All of Britain seems to have an opinion about what effect this will have on the team's chances at the World Cup this summer, which had been surprisingly robust until this point. I'm more interested in whether this will finally end the obsession, among a certain group of young women, of latching themselves to football players to find riches and happiness. Riches may well materialize, but they'd have a better chance of happiness latching themselves to a nuclear warhead.

It's hard to overestimate the cultural influence in Britain of WAGs. Pictures of them with flowing hair extensions, George Hamilton tans, and sunglasses the size of dinner plates fill newspapers and magazines. Some, like Wayne Rooney's wife, Coleen, write popular columns. A study from 2008 showed that girls could name more WAGs than female politicians. A few months ago, Britain's Citizens Advice Bureau blamed "WAG-like spending" for a rise in bankruptcies. By emulating their heroines, young women were using their Louboutins to dig themselves into debt.
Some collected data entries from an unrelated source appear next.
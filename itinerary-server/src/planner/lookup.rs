//! Route lookup: place names in, route summaries out.
//!
//! A lookup is a straight pipeline with no retries:
//! 1. normalize and resolve both place names to coordinates
//! 2. encode the latest-arrival time
//! 3. request a plan restricted to the configured modes
//! 4. flatten the plan into route summaries
//!
//! Any failure aborts the whole lookup; there are no partial results.

use std::future::Future;

use tracing::debug;

use crate::digitransit::{DigitransitError, PlanRequest, PlanResponse, StationDto, format_routes};
use crate::domain::{Coordinate, RouteSummary, TimeError, encode_timestamp, normalize_location};

use super::config::LookupConfig;

/// Message returned when a required request parameter is missing.
pub const MISSING_PARAMETERS: &str = "Missing required parameters";

/// Error from a route lookup.
#[derive(Debug, thiserror::Error)]
pub enum LookupError {
    /// Required input missing or malformed
    #[error("{0}")]
    InvalidRequest(String),

    /// No station matched a place name
    #[error("location not found: {location}")]
    NotFound { location: String },

    /// Upstream request failed
    #[error(transparent)]
    Upstream(#[from] DigitransitError),

    /// Latest-arrival time could not be encoded
    #[error(transparent)]
    Format(#[from] TimeError),
}

/// Upstream station directory and trip planner.
///
/// This abstraction allows lookups to run against mock data.
pub trait TransitApi {
    /// Stations whose name exactly matches `name`, best match first.
    fn find_stations(
        &self,
        name: &str,
    ) -> impl Future<Output = Result<Vec<StationDto>, DigitransitError>> + Send;

    /// Itineraries for a plan request.
    fn plan_connection(
        &self,
        request: &PlanRequest,
    ) -> impl Future<Output = Result<PlanResponse, DigitransitError>> + Send;
}

/// A validated route query.
#[derive(Debug, Clone, PartialEq, Eq)]
pub struct RouteQuery {
    /// Origin place name, as typed by the caller.
    pub origin: String,

    /// Destination place name, as typed by the caller.
    pub destination: String,

    /// Latest acceptable arrival, `yyyymmddHHMMSS`.
    pub latest_arrival: u64,
}

impl RouteQuery {
    /// Create a new route query.
    pub fn new(
        origin: impl Into<String>,
        destination: impl Into<String>,
        latest_arrival: u64,
    ) -> Self {
        Self {
            origin: origin.into(),
            destination: destination.into(),
            latest_arrival,
        }
    }

    /// Build a query from raw request parameters.
    ///
    /// Every parameter must be present and non-empty, and `time` must be
    /// an unsigned integer.
    pub fn from_params(
        start: Option<&str>,
        stop: Option<&str>,
        time: Option<&str>,
    ) -> Result<Self, LookupError> {
        fn present(value: Option<&str>) -> Option<&str> {
            value.filter(|v| !v.is_empty())
        }

        let (Some(start), Some(stop), Some(time)) = (present(start), present(stop), present(time))
        else {
            return Err(LookupError::InvalidRequest(MISSING_PARAMETERS.to_string()));
        };

        let latest_arrival = time
            .trim()
            .parse::<u64>()
            .map_err(|_| LookupError::InvalidRequest(format!("Invalid time: {time}")))?;

        Ok(Self::new(start, stop, latest_arrival))
    }
}

/// Resolves place names and fetches routes through a [`TransitApi`].
#[derive(Debug)]
pub struct RouteLookup<C> {
    client: C,
    config: LookupConfig,
}

impl<C: TransitApi> RouteLookup<C> {
    /// Create a new lookup over the given upstream.
    pub fn new(client: C, config: LookupConfig) -> Self {
        Self { client, config }
    }

    /// Returns the upstream client.
    pub fn client(&self) -> &C {
        &self.client
    }

    /// Returns the lookup configuration.
    pub fn config(&self) -> &LookupConfig {
        &self.config
    }

    /// Resolve a place name to the coordinates of its first station match.
    ///
    /// Multiple matches are not disambiguated.
    pub async fn resolve_coordinates(&self, place: &str) -> Result<Coordinate, LookupError> {
        let name = normalize_location(place);
        let stations = self.client.find_stations(&name).await?;

        let station = stations
            .into_iter()
            .next()
            .ok_or_else(|| LookupError::NotFound {
                location: place.to_string(),
            })?;

        debug!(
            location = %name,
            gtfs_id = %station.gtfs_id,
            lat = station.lat,
            lon = station.lon,
            "resolved station coordinates"
        );

        Ok(Coordinate::new(station.lat, station.lon))
    }

    /// Fetch routes between two places arriving no later than the given time.
    ///
    /// Both places are resolved concurrently; the first failure wins.
    pub async fn get_routes(&self, query: &RouteQuery) -> Result<Vec<RouteSummary>, LookupError> {
        let (origin, destination) = futures::try_join!(
            self.resolve_coordinates(&query.origin),
            self.resolve_coordinates(&query.destination),
        )?;

        let latest_arrival = encode_timestamp(query.latest_arrival, self.config.utc_offset_hours)?;

        let request =
            PlanRequest::new(origin, destination, latest_arrival).with_modes(&self.config.modes);
        let response = self.client.plan_connection(&request).await?;

        let routes = format_routes(&response);
        debug!(routes = routes.len(), "formatted plan");

        Ok(routes)
    }
}
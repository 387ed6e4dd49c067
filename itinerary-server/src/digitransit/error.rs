//! Digitransit client error types.

/// Errors from talking to the Digitransit GraphQL API.
#[derive(Debug, thiserror::Error)]
pub enum DigitransitError {
    /// HTTP request failed (network error, timeout, etc.)
    #[error("HTTP error: {0}")]
    Http(#[from] reqwest::Error),

    /// Response body did not match the expected shape
    #[error("JSON parse error: {message}")]
    Json {
        message: String,
        body: Option<String>,
    },

    /// API returned an error status code
    #[error("API error {status}: {message}")]
    Api { status: u16, message: String },

    /// GraphQL reported errors and returned no data
    #[error("GraphQL error: {0}")]
    GraphQl(String),

    /// Rate limited by the API
    #[error("rate limited by Digitransit API")]
    RateLimited,

    /// Subscription key missing or rejected
    #[error("unauthorized: check DIGITRANSIT_API_KEY")]
    Unauthorized,

    /// Client settings are unusable
    #[error("invalid configuration: {0}")]
    InvalidConfig(String),

    /// Offline fixture could not be loaded
    #[error("fixture error: {0}")]
    Fixture(String),
}
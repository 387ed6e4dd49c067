//! Data transfer objects for web requests and responses.

use serde::{Deserialize, Serialize};

use crate::domain::{Leg, RouteSummary};

/// Query parameters for a route lookup.
///
/// All fields are optional here so that missing parameters reach
/// [`RouteQuery::from_params`](crate::planner::RouteQuery::from_params).
/// Repeated or undecodable parameters fail extraction; the handler turns
/// that rejection into the same error body.
#[derive(Debug, Default, Deserialize)]
pub struct RoutesRequest {
    /// Origin place name
    pub start: Option<String>,

    /// Destination place name
    pub stop: Option<String>,

    /// Latest arrival, `yyyymmddHHMMSS`
    pub time: Option<String>,
}

/// One itinerary in a route lookup response.
#[derive(Debug, Serialize)]
pub struct RouteResult {
    /// Departure from the first leg, `yyyymmddHHMMSS`
    pub start_time: Option<u64>,

    /// Arrival at the last leg, `yyyymmddHHMMSS`
    pub end_time: Option<u64>,

    /// Legs in travel order
    pub legs: Vec<LegResult>,
}

/// One leg of an itinerary.
#[derive(Debug, Serialize)]
pub struct LegResult {
    /// Upstream mode label, e.g. "BUS" or "WALK"
    pub mode: String,

    /// Boarding place name
    pub from: String,

    /// Alighting place name
    pub to: String,

    /// Line short name, or a sentinel for walks and unnamed trips
    pub route_name: String,
}

/// Error response.
#[derive(Debug, Serialize)]
pub struct ErrorResponse {
    /// Error message
    pub error: String,
}

impl RouteResult {
    /// Create from a domain route summary.
    pub fn from_summary(summary: &RouteSummary) -> Self {
        Self {
            start_time: summary.start_time,
            end_time: summary.end_time,
            legs: summary.legs.iter().map(LegResult::from_leg).collect(),
        }
    }
}

impl LegResult {
    /// Create from a domain leg.
    pub fn from_leg(leg: &Leg) -> Self {
        Self {
            mode: leg.mode.clone(),
            from: leg.from_name.clone(),
            to: leg.to_name.clone(),
            route_name: leg.route_name.to_string(),
        }
    }
}
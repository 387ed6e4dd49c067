//! Route summary types.
//!
//! A `RouteSummary` is one candidate itinerary as returned by the planner,
//! flattened to its start/end times and an ordered list of legs.

use std::fmt;

/// Rendered when a leg has no scheduled trip (e.g. walking).
pub const NO_TRIP: &str = "N/A";

/// Rendered when a leg's trip carries no short name.
pub const UNNAMED_TRIP: &str = "N";

/// Route identifier of a leg, as shown to riders.
///
/// Keeps "no trip at all" and "trip without a name" apart so that
/// consumers can tell a walk from an unnamed scheduled service.
///
/// # Examples
///
/// ```
/// use itinerary_server::domain::RouteName;
///
/// assert_eq!(RouteName::NoTrip.as_str(), "N/A");
/// assert_eq!(RouteName::UnnamedTrip.as_str(), "N");
/// assert_eq!(RouteName::Named("550".into()).as_str(), "550");
/// ```
#[derive(Debug, Clone, PartialEq, Eq, Hash)]
pub enum RouteName {
    /// The leg is not part of a scheduled trip
    NoTrip,
    /// The leg rides a trip that has no short name
    UnnamedTrip,
    /// The trip's short name (e.g. "550", "M1")
    Named(String),
}

impl RouteName {
    /// Resolve from the upstream trip field.
    ///
    /// The outer `Option` is the trip itself, the inner one its short name.
    pub fn from_trip(trip: Option<Option<&str>>) -> Self {
        match trip {
            None => RouteName::NoTrip,
            Some(None) => RouteName::UnnamedTrip,
            Some(Some(name)) => RouteName::Named(name.to_string()),
        }
    }

    /// Returns the display form, substituting sentinels for missing names.
    pub fn as_str(&self) -> &str {
        match self {
            RouteName::NoTrip => NO_TRIP,
            RouteName::UnnamedTrip => UNNAMED_TRIP,
            RouteName::Named(name) => name,
        }
    }
}

impl fmt::Display for RouteName {
    fn fmt(&self, f: &mut fmt::Formatter<'_>) -> fmt::Result {
        f.write_str(self.as_str())
    }
}

/// One mode-homogeneous segment of a journey.
///
/// Every field is always populated; absent upstream values are replaced
/// with sentinels when the leg is built.
#[derive(Debug, Clone, PartialEq, Eq)]
pub struct Leg {
    /// Travel mode (e.g. "WALK", "BUS")
    pub mode: String,
    /// Name of the place the leg starts from
    pub from_name: String,
    /// Name of the place the leg ends at
    pub to_name: String,
    /// Route identifier
    pub route_name: RouteName,
}

/// A candidate itinerary.
#[derive(Debug, Clone, PartialEq, Eq)]
pub struct RouteSummary {
    /// Departure as `yyyymmddHHMMSS`, if the upstream gave a parseable one
    pub start_time: Option<u64>,
    /// Arrival as `yyyymmddHHMMSS`, if the upstream gave a parseable one
    pub end_time: Option<u64>,
    /// Legs in travel order
    pub legs: Vec<Leg>,
}

#[cfg(test)]
mod tests {
    use super::*;

    #[test]
    fn route_name_from_trip() {
        assert_eq!(RouteName::from_trip(None), RouteName::NoTrip);
        assert_eq!(RouteName::from_trip(Some(None)), RouteName::UnnamedTrip);
        assert_eq!(
            RouteName::from_trip(Some(Some("M1"))),
            RouteName::Named("M1".to_string())
        );
    }

    #[test]
    fn sentinels_are_distinct() {
        assert_ne!(RouteName::NoTrip.as_str(), RouteName::UnnamedTrip.as_str());
        assert_eq!(RouteName::NoTrip.to_string(), "N/A");
        assert_eq!(RouteName::UnnamedTrip.to_string(), "N");
    }

    #[test]
    fn named_route_displays_name() {
        assert_eq!(RouteName::Named("550".into()).to_string(), "550");
    }
}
They are the subject of books, websites, TV shows. They model underwear, appear in advertisements, and while apparently unable to walk more than a dozen paces, they can carry 10 times their weight in Prada. There are not a lot of chemical engineers or architects among them.
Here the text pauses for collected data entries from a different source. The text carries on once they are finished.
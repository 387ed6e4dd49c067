//! Digitransit journey-planning API client.
//!
//! Digitransit exposes a single GraphQL endpoint per region. This module
//! provides the two queries the itinerary server needs:
//! - `stations(name:)` to turn a place name into coordinates
//! - `planConnection` to get itineraries between two coordinates
//!
//! Plan responses are flattened into domain route summaries by `convert`.

mod client;
mod convert;
mod error;
mod mock;
mod query;
mod types;

pub use client::{DigitransitClient, DigitransitConfig};
pub use convert::{UNKNOWN_MODE, UNKNOWN_PLACE, format_routes};
pub use error::DigitransitError;
pub use mock::MockTransitClient;
pub use query::{DEFAULT_TRANSIT_MODES, GraphQlRequest, PlanRequest, TransitMode};
pub use types::{
    GraphQlError, GraphQlResponse, LegDto, PlaceDto, PlanConnection, PlanData, PlanEdge, PlanNode,
    PlanResponse, StationDto, StationsData, StationsResponse, TripDto,
};
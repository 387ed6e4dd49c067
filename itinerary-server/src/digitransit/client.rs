//! Digitransit GraphQL HTTP client.
//!
//! Every query is a POST of `{"query", "variables"}` to a single endpoint,
//! authenticated with a subscription-key header.

use reqwest::StatusCode;
use reqwest::header::{HeaderMap, HeaderName, HeaderValue};
use serde::de::DeserializeOwned;
use tracing::{debug, warn};

use crate::planner::TransitApi;

use super::error::DigitransitError;
use super::query::{GraphQlRequest, PlanRequest};
use super::types::{GraphQlResponse, PlanResponse, StationDto, StationsResponse};

/// Default GraphQL endpoint (HSL region, routing v2).
const DEFAULT_BASE_URL: &str = "https://api.digitransit.fi/routing/v2/hsl/gtfs/v1";

/// Header carrying the API subscription key.
const SUBSCRIPTION_KEY_HEADER: &str = "digitransit-subscription-key";

/// Longest response body excerpt kept in error values.
const BODY_EXCERPT_CHARS: usize = 500;

/// Configuration for the Digitransit client.
#[derive(Debug, Clone)]
pub struct DigitransitConfig {
    /// Subscription key for the `digitransit-subscription-key` header
    pub api_key: String,
    /// GraphQL endpoint URL
    pub base_url: String,
    /// Request timeout in seconds
    pub timeout_secs: u64,
}

impl DigitransitConfig {
    /// Create a new config with the given subscription key.
    pub fn new(api_key: impl Into<String>) -> Self {
        Self {
            api_key: api_key.into(),
            base_url: DEFAULT_BASE_URL.to_string(),
            timeout_secs: 30,
        }
    }

    /// Set a custom endpoint URL.
    pub fn with_base_url(mut self, url: impl Into<String>) -> Self {
        self.base_url = url.into();
        self
    }

    /// Set request timeout.
    pub fn with_timeout(mut self, secs: u64) -> Self {
        self.timeout_secs = secs;
        self
    }
}

/// Digitransit GraphQL API client.
#[derive(Debug, Clone)]
pub struct DigitransitClient {
    http: reqwest::Client,
    base_url: String,
}

impl DigitransitClient {
    /// Create a new client with the given configuration.
    pub fn new(config: DigitransitConfig) -> Result<Self, DigitransitError> {
        let mut headers = HeaderMap::new();

        let api_key = HeaderValue::from_str(&config.api_key).map_err(|_| {
            DigitransitError::InvalidConfig("API key is not a valid header value".to_string())
        })?;
        headers.insert(HeaderName::from_static(SUBSCRIPTION_KEY_HEADER), api_key);

        let http = reqwest::Client::builder()
            .default_headers(headers)
            .timeout(std::time::Duration::from_secs(config.timeout_secs))
            .build()?;

        Ok(Self {
            http,
            base_url: config.base_url,
        })
    }

    /// POST a GraphQL request and deserialize the envelope.
    async fn post_graphql<T: DeserializeOwned>(
        &self,
        request: &GraphQlRequest,
    ) -> Result<GraphQlResponse<T>, DigitransitError> {
        let response = self.http.post(&self.base_url).json(request).send().await?;
        let status = response.status();

        if !status.is_success() {
            let body = response.text().await.unwrap_or_default();
            return Err(status_error(status, body));
        }

        let body = response.text().await?;

        serde_json::from_str(&body).map_err(|e| DigitransitError::Json {
            message: e.to_string(),
            body: Some(body.chars().take(BODY_EXCERPT_CHARS).collect()),
        })
    }
}

impl TransitApi for DigitransitClient {
    async fn find_stations(&self, name: &str) -> Result<Vec<StationDto>, DigitransitError> {
        let response: StationsResponse =
            self.post_graphql(&GraphQlRequest::stations(name)).await?;
        ensure_data(&response, "stations")?;

        let stations = response
            .data
            .and_then(|data| data.stations)
            .unwrap_or_default();
        debug!(name, matches = stations.len(), "fetched stations");

        Ok(stations)
    }

    async fn plan_connection(
        &self,
        request: &PlanRequest,
    ) -> Result<PlanResponse, DigitransitError> {
        let response: PlanResponse = self
            .post_graphql(&GraphQlRequest::plan_connection(request))
            .await?;
        ensure_data(&response, "planConnection")?;
        debug!(latest_arrival = %request.latest_arrival, "planConnection response received");

        Ok(response)
    }
}

/// Map a non-success status to an error.
fn status_error(status: StatusCode, body: String) -> DigitransitError {
    match status {
        StatusCode::UNAUTHORIZED | StatusCode::FORBIDDEN => DigitransitError::Unauthorized,
        StatusCode::TOO_MANY_REQUESTS => DigitransitError::RateLimited,
        _ => DigitransitError::Api {
            status: status.as_u16(),
            message: body,
        },
    }
}

/// Fail on GraphQL errors that came without data; log the ones that didn't.
pub(crate) fn ensure_data<T>(
    response: &GraphQlResponse<T>,
    operation: &str,
) -> Result<(), DigitransitError> {
    let Some(message) = response.error_message() else {
        return Ok(());
    };

    if response.data.is_none() {
        return Err(DigitransitError::GraphQl(message));
    }

    warn!(operation, errors = %message, "partial GraphQL errors, using returned data");
    Ok(())
}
Really, it's not a life you'd wish on a dog, and it's gobsmacking that any modern woman would want it - let along pursue it avidly. Imagine living in a gated community with nothing to occupy your mind except your next waxing appointment and whether that would be enough to prevent your man scoring away from home. Even WAGs who are celebrities in their own right, like Victoria Beckham and Cheryl Cole, have been dogged by rumours that their husbands strayed. (Speaking of dogging, I'd be remiss if I didn't mention Stan Collymore, the one-time Aston Villa star whose penchant for public sex with women who were not his wife landed him in trouble - not least with the wife.)

Football and sex scandals are not strangers. While many players live quietly, many more do not. When you bestride this tiny island like a colossus, and get treated like a giant, perhaps you forget how the little people are expected to behave. This doesn't mean that their privilege excuses their transgressions, merely that the women who are so keen to enjoy that privilege should realize it might have consequences.

Once, early in my London sojourn, I found myself at a Mayfair nightclub that had paparazzi outside and a roped-off area inside that might as well have been labelled "Orange tans and ludicrous boobs only, please." It was the kind of place where off-duty footballers liked to hang out with their friends, Cristal and Stolichnaya. Around the VIP area, a group of expectant-looking young women were huddled, like seals waiting their midday herring. Seals in silver thongs, that is: These women, in dress and general comportment, made Pamela Anderson look like an Amish widow.

"What are they waiting for?" I said to the English woman beside me. "Husbands," she said dryly.

That's the dream, to meet a Premier League player, fall in love, and end up holding a fuchsia-themed wedding that ends with the release of a hundred doves dyed to match the flowers, and the bride and groom sitting on matching thrones (just like David and Victoria!). Not pictured: the couple collecting the cheque from OK! Magazine.

But a relationship doesn't need to be so protracted to be lucrative for the wannabe WAG. If she has an amorous encounter in a restaurant's toilets or the back seat of the star's car, a tabloid is always standing by, ready to buy the story.

Perroncel, the French lingerie model who allegedly had the affair with John Terry, has hired Max Clifford, PR healer to the celebrity maimed and broken, and is said to be fielding offers from British newspapers. I'll be surprised if we don't see her story this weekend. Chances are that some girl from Essex or Salford is going to read it, clutch the paper to her breast, and think, "One day, that could be me."